> _Task instructions_:
Read through the listing and copy every line that contains the word "crate".

+++++

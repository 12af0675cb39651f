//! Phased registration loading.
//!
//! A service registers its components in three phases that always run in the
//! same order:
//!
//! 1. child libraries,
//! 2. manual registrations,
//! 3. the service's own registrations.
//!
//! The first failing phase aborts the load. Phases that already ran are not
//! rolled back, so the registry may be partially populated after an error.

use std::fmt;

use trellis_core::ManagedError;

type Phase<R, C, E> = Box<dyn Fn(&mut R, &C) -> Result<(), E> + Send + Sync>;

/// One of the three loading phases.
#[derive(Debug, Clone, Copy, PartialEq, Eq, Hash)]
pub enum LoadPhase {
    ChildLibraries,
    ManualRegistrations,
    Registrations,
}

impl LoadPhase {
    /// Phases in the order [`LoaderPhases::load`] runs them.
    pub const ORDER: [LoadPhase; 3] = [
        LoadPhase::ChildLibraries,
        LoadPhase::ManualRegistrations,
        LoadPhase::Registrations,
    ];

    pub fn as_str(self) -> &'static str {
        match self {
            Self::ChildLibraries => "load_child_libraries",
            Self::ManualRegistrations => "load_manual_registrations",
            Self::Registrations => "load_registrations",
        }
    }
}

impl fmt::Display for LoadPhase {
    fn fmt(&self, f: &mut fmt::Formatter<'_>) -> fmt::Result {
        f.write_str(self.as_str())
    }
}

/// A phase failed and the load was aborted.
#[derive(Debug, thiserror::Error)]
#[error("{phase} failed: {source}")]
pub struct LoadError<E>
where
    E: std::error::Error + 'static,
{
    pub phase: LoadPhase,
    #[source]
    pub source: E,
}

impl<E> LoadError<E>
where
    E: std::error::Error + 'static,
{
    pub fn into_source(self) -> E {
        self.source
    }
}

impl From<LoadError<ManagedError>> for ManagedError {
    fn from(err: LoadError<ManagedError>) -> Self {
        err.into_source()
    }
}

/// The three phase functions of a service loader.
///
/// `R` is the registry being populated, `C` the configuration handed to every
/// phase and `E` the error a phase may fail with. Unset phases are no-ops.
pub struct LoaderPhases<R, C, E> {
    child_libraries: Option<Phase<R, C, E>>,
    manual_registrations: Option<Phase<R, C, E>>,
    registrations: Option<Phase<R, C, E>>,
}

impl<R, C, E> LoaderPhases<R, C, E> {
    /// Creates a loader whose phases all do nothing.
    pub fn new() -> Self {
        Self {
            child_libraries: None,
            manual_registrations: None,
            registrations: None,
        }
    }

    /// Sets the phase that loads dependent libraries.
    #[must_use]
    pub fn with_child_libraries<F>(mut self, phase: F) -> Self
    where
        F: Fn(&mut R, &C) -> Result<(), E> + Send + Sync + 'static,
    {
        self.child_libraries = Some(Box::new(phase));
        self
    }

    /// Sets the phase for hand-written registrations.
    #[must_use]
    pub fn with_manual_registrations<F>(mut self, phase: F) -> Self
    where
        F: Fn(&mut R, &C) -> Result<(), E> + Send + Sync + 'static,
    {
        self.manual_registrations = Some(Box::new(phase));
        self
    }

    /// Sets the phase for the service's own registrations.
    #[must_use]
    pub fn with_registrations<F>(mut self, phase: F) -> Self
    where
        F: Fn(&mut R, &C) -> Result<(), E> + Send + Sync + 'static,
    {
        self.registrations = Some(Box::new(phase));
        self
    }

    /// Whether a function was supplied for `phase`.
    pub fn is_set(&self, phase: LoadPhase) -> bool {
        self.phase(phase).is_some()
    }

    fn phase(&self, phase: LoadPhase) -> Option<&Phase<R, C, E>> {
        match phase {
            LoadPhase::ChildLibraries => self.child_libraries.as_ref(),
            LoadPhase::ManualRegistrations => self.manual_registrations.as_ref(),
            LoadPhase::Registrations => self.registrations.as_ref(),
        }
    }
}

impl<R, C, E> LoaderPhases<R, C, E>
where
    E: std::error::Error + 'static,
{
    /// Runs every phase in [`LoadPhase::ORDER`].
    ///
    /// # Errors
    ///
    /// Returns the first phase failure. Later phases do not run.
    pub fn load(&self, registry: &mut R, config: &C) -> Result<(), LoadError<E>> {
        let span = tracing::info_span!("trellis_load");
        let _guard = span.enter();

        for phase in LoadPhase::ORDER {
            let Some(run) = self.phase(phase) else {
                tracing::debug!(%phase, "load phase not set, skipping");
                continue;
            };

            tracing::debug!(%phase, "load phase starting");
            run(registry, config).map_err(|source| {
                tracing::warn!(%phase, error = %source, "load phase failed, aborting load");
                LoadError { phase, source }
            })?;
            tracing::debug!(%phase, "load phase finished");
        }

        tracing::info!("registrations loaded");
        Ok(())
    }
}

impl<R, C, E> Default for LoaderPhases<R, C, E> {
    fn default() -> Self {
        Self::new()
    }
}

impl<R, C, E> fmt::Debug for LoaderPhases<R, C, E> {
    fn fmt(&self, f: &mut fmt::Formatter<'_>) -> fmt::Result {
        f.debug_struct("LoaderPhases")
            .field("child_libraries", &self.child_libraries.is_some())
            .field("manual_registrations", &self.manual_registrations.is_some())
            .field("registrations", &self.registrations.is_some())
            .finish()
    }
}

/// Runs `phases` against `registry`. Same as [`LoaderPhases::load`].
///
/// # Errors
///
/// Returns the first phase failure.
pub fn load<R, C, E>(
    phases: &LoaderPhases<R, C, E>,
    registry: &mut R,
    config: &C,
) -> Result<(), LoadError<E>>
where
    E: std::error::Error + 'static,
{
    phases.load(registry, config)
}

+++++

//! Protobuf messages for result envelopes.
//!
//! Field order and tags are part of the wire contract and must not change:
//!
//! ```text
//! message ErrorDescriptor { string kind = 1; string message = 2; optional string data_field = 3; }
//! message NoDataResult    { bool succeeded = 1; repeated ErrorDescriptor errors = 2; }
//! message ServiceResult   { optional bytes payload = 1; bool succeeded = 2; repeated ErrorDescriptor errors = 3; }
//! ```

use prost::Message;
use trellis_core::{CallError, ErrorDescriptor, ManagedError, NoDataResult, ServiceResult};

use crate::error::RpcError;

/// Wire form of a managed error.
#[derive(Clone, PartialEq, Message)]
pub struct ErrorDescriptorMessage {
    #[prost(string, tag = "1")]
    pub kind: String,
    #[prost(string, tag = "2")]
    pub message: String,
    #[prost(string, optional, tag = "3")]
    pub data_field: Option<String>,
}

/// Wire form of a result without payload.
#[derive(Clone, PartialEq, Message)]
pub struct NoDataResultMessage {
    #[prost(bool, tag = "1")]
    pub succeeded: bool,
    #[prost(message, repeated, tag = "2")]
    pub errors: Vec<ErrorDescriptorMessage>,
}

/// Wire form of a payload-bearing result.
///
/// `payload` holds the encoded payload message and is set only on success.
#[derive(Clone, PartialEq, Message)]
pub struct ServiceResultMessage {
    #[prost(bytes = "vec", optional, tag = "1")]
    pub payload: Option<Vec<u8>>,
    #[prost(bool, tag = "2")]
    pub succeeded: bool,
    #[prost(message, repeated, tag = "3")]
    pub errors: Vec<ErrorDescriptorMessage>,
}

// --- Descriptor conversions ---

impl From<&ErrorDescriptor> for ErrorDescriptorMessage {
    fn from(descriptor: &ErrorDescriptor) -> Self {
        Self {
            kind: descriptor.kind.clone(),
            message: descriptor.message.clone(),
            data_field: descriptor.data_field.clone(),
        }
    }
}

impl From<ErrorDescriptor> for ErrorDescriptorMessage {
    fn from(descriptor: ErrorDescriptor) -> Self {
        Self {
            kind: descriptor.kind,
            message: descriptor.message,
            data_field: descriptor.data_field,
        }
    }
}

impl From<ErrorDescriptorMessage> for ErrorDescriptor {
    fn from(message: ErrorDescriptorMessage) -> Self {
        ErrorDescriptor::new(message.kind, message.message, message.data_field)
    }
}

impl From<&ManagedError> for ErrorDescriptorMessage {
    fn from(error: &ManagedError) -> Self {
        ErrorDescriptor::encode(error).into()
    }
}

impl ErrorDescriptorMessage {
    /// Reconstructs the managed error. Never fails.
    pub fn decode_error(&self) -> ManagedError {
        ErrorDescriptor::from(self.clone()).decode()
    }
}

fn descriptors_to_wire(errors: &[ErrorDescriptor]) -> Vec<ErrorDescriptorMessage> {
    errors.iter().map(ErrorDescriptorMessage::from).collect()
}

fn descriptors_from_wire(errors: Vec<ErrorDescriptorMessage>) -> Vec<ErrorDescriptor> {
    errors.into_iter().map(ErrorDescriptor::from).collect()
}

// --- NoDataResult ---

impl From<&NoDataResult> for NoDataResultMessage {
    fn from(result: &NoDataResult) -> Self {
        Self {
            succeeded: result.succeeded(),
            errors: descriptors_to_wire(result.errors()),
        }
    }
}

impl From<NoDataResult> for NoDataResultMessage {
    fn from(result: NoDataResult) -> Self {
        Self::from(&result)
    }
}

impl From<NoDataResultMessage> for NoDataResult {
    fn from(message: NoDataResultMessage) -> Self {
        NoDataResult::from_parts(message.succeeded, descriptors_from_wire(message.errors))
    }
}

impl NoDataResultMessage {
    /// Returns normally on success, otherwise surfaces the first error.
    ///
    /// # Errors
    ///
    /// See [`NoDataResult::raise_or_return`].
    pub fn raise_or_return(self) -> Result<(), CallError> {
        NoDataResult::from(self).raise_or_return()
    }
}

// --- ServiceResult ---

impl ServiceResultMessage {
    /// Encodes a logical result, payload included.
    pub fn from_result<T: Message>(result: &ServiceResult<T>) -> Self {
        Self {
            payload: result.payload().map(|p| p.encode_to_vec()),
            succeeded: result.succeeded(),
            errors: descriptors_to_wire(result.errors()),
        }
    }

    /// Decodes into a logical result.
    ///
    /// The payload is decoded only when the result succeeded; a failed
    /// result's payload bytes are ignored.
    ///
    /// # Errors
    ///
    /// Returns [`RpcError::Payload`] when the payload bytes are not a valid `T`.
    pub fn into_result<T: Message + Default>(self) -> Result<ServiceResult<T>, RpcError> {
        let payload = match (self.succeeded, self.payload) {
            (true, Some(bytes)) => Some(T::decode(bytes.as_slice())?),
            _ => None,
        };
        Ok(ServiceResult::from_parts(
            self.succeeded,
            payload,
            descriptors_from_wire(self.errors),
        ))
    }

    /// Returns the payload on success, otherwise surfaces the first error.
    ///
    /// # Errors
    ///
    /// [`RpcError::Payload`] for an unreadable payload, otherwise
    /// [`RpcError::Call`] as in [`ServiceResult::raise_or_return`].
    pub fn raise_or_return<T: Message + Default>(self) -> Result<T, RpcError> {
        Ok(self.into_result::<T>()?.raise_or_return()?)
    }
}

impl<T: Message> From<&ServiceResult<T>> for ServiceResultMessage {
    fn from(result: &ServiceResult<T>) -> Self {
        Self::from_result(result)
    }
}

+++++

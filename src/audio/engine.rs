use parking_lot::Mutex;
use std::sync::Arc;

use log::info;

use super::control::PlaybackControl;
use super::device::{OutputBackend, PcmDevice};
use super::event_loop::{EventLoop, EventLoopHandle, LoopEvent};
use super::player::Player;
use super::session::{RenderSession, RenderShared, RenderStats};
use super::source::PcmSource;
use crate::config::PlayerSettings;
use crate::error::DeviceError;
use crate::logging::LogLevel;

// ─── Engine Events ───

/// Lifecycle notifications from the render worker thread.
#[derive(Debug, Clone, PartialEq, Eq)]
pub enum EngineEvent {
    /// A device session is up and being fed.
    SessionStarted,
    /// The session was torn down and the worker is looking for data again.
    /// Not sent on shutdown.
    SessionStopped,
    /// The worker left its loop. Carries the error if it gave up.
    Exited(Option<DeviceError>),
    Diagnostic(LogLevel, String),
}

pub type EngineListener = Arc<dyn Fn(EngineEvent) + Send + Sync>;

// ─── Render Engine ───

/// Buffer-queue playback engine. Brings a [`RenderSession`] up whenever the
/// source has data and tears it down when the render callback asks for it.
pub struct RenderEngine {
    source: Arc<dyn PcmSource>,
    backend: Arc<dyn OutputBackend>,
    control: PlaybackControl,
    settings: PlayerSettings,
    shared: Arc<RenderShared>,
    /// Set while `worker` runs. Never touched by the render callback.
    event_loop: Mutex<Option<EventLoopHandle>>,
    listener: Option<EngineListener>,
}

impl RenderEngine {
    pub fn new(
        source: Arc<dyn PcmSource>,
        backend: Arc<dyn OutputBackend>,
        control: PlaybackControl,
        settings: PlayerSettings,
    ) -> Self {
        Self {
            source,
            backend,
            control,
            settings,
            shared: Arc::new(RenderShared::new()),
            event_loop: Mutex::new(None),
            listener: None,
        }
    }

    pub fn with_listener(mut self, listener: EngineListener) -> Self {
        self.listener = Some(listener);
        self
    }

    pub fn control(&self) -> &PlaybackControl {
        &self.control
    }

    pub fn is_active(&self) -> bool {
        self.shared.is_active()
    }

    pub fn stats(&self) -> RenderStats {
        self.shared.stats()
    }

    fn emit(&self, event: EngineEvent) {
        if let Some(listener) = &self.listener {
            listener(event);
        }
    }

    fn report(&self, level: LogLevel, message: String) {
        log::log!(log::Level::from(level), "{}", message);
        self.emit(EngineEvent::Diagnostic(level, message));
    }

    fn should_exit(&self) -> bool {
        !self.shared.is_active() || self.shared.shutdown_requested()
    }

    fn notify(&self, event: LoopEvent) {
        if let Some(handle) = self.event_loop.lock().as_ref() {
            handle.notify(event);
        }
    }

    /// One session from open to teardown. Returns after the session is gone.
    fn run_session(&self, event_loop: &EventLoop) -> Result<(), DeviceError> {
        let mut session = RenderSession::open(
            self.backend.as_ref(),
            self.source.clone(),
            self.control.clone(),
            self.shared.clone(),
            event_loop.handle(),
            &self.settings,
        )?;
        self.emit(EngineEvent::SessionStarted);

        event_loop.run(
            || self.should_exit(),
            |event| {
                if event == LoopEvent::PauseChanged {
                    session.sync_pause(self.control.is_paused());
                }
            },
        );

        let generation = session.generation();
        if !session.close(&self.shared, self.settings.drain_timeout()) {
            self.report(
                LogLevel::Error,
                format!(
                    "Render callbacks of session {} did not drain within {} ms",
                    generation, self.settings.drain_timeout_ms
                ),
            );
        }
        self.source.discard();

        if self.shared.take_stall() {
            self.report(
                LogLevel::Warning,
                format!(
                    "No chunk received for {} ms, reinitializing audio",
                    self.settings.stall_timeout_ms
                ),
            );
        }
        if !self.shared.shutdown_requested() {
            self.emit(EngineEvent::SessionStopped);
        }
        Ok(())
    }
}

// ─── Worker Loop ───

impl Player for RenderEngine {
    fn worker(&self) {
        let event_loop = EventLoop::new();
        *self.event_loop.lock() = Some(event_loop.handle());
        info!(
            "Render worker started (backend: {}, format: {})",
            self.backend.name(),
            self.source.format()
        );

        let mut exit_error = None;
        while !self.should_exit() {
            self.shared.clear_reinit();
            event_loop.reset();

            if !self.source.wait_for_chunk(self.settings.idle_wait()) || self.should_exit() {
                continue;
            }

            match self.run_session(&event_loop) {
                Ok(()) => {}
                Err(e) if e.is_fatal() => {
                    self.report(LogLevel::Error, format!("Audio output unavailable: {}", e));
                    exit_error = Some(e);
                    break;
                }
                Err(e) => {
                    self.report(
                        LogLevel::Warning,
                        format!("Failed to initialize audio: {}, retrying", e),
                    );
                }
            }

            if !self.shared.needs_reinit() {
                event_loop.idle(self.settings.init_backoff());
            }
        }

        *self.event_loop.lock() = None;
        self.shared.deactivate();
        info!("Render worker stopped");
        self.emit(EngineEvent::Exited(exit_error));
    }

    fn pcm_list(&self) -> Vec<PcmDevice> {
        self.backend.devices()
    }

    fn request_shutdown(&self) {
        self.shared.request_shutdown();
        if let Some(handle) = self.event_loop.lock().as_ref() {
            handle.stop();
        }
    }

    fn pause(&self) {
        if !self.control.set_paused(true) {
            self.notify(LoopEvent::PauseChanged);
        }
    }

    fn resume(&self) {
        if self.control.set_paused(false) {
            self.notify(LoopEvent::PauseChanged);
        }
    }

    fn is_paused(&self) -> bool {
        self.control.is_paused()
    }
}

+++++

> _Written response_:
use crate::error::RpcError;
use crate::config::PlayerSettings;
use crate::error::DeviceError;
use crate::logging::LogLevel;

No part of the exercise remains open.